Exercise materials below:

//! In-Process Platform Adapters
//!
//! Permission gate, handler registry and credential-event delivery backed by
//! process memory. Used by the runtime binary and by tests.

use std::collections::HashMap;
use std::sync::atomic::{AtomicBool, AtomicUsize, Ordering};
use std::sync::Arc;

use async_trait::async_trait;
use parking_lot::{Mutex, RwLock};
use tokio::sync::{mpsc, oneshot};
use tracing::{debug, info};
use url::Url;

use crate::domain::{
    CredentialEvent, EventResponder, HandlerError, IncomingCredentialEvent, MediatorOrigin,
    PermissionState, PlatformError, Registration, RegistryError, ReplyResult,
};
use crate::ports::outbound::{CredentialEventSource, HandlerRegistry, PermissionGate, WindowOpener};

/// Permission gate that always answers with a configured state.
pub struct StaticPermissionGate {
    state: RwLock<PermissionState>,
    prompts: AtomicUsize,
}

impl StaticPermissionGate {
    /// Gate answering `state`.
    pub fn new(state: PermissionState) -> Self {
        Self {
            state: RwLock::new(state),
            prompts: AtomicUsize::new(0),
        }
    }

    /// Gate that grants every request.
    pub fn granted() -> Self {
        Self::new(PermissionState::Granted)
    }

    /// Change the answer for later prompts.
    pub fn set_state(&self, state: PermissionState) {
        *self.state.write() = state;
    }

    /// Number of prompts shown so far.
    pub fn prompts(&self) -> usize {
        self.prompts.load(Ordering::SeqCst)
    }
}

#[async_trait]
impl PermissionGate for StaticPermissionGate {
    async fn request_permission(&self) -> PermissionState {
        self.prompts.fetch_add(1, Ordering::SeqCst);
        *self.state.read()
    }
}

/// Registry keeping registrations in a map keyed by handler URL.
#[derive(Default)]
pub struct InMemoryHandlerRegistry {
    registrations: RwLock<HashMap<Url, Registration>>,
    unavailable: AtomicBool,
    register_calls: AtomicUsize,
    unregister_calls: AtomicUsize,
}

impl InMemoryHandlerRegistry {
    /// Create an empty registry.
    pub fn new() -> Self {
        Self::default()
    }

    /// Make every later operation fail with `RegistryError::Unavailable`.
    pub fn set_unavailable(&self, unavailable: bool) {
        self.unavailable.store(unavailable, Ordering::SeqCst);
    }

    /// Number of `register` calls, including failed ones.
    pub fn register_calls(&self) -> usize {
        self.register_calls.load(Ordering::SeqCst)
    }

    /// Number of `unregister` calls, including failed ones.
    pub fn unregister_calls(&self) -> usize {
        self.unregister_calls.load(Ordering::SeqCst)
    }

    /// Whether `url` is currently registered.
    pub fn is_registered(&self, url: &Url) -> bool {
        self.registrations.read().contains_key(url)
    }

    /// Number of registrations.
    pub fn len(&self) -> usize {
        self.registrations.read().len()
    }

    /// Whether the registry is empty.
    pub fn is_empty(&self) -> bool {
        self.registrations.read().is_empty()
    }

    fn check_available(&self) -> Result<(), RegistryError> {
        if self.unavailable.load(Ordering::SeqCst) {
            return Err(RegistryError::Unavailable("registry offline".to_string()));
        }
        Ok(())
    }
}

#[async_trait]
impl HandlerRegistry for InMemoryHandlerRegistry {
    async fn register(&self, url: &Url) -> Result<Registration, RegistryError> {
        self.register_calls.fetch_add(1, Ordering::SeqCst);
        self.check_available()?;

        let mut registrations = self.registrations.write();
        let registration = registrations
            .entry(url.clone())
            .or_insert_with(|| Registration::new(url.clone()))
            .clone();

        debug!(url = %url, registration = %registration.id(), "[ch] Handler registered");
        Ok(registration)
    }

    async fn unregister(&self, url: &Url) -> Result<(), RegistryError> {
        self.unregister_calls.fetch_add(1, Ordering::SeqCst);
        self.check_available()?;

        self.registrations
            .write()
            .remove(url)
            .map(|_| ())
            .ok_or_else(|| RegistryError::NotFound(url.to_string()))
    }
}

/// Event source fed by the host through `dispatch`.
///
/// Every event carries the same window opener, standing in for the
/// platform's `openWindow`.
pub struct ChannelEventSource {
    windows: Arc<dyn WindowOpener>,
    sender: Mutex<Option<mpsc::Sender<IncomingCredentialEvent>>>,
    receiver: Mutex<Option<mpsc::Receiver<IncomingCredentialEvent>>>,
    origin: RwLock<Option<MediatorOrigin>>,
    connect_calls: AtomicUsize,
}

impl ChannelEventSource {
    /// Source buffering up to `capacity` undelivered events.
    pub fn new(windows: Arc<dyn WindowOpener>, capacity: usize) -> Self {
        let (sender, receiver) = mpsc::channel(capacity.max(1));
        Self {
            windows,
            sender: Mutex::new(Some(sender)),
            receiver: Mutex::new(Some(receiver)),
            origin: RwLock::new(None),
            connect_calls: AtomicUsize::new(0),
        }
    }

    /// Number of `connect` attempts.
    pub fn connect_calls(&self) -> usize {
        self.connect_calls.load(Ordering::SeqCst)
    }

    /// Origin of the connected handler, if any.
    pub fn connected_origin(&self) -> Option<MediatorOrigin> {
        self.origin.read().clone()
    }

    /// Deliver `event` and return the receiver its reply lands on.
    pub async fn dispatch(
        &self,
        event: CredentialEvent,
    ) -> Result<oneshot::Receiver<ReplyResult>, PlatformError> {
        let sender = self.sender.lock().clone().ok_or(PlatformError::Closed)?;

        let (responder, reply) = EventResponder::channel();
        let incoming = IncomingCredentialEvent::new(event, responder, self.windows.clone());
        sender
            .send(incoming)
            .await
            .map_err(|_| PlatformError::Closed)?;

        Ok(reply)
    }

    /// Deliver `event` and wait for its reply.
    pub async fn request(&self, event: CredentialEvent) -> ReplyResult {
        let reply = self.dispatch(event).await?;
        reply
            .await
            .map_err(|_| HandlerError::Platform(PlatformError::Closed))?
    }

    /// Stop delivering events. The connected handler sees the stream end.
    pub fn close(&self) {
        if self.sender.lock().take().is_some() {
            info!("[ch] Event source closed");
        }
    }
}

#[async_trait]
impl CredentialEventSource for ChannelEventSource {
    async fn connect(
        &self,
        mediator_origin: &MediatorOrigin,
    ) -> Result<mpsc::Receiver<IncomingCredentialEvent>, PlatformError> {
        self.connect_calls.fetch_add(1, Ordering::SeqCst);

        let receiver = self
            .receiver
            .lock()
            .take()
            .ok_or(PlatformError::AlreadyConnected)?;
        *self.origin.write() = Some(mediator_origin.clone());

        debug!(mediator_origin = %mediator_origin, "[ch] Event source connected");
        Ok(receiver)
    }
}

End of Exercise materials.

## [Requirement]
Copy the lines of the data above exactly as written, beginning with the line containing "self.registrations.read().is_empty()" and ending with the line containing "impl HandlerRegistry for", and leave out all other lines.

## [Solution to this exercise]
        self.registrations.read().is_empty()
    }

    fn check_available(&self) -> Result<(), RegistryError> {
        if self.unavailable.load(Ordering::SeqCst) {
            return Err(RegistryError::Unavailable("registry offline".to_string()));
        }
        Ok(())
    }
}

#[async_trait]
impl HandlerRegistry for InMemoryHandlerRegistry {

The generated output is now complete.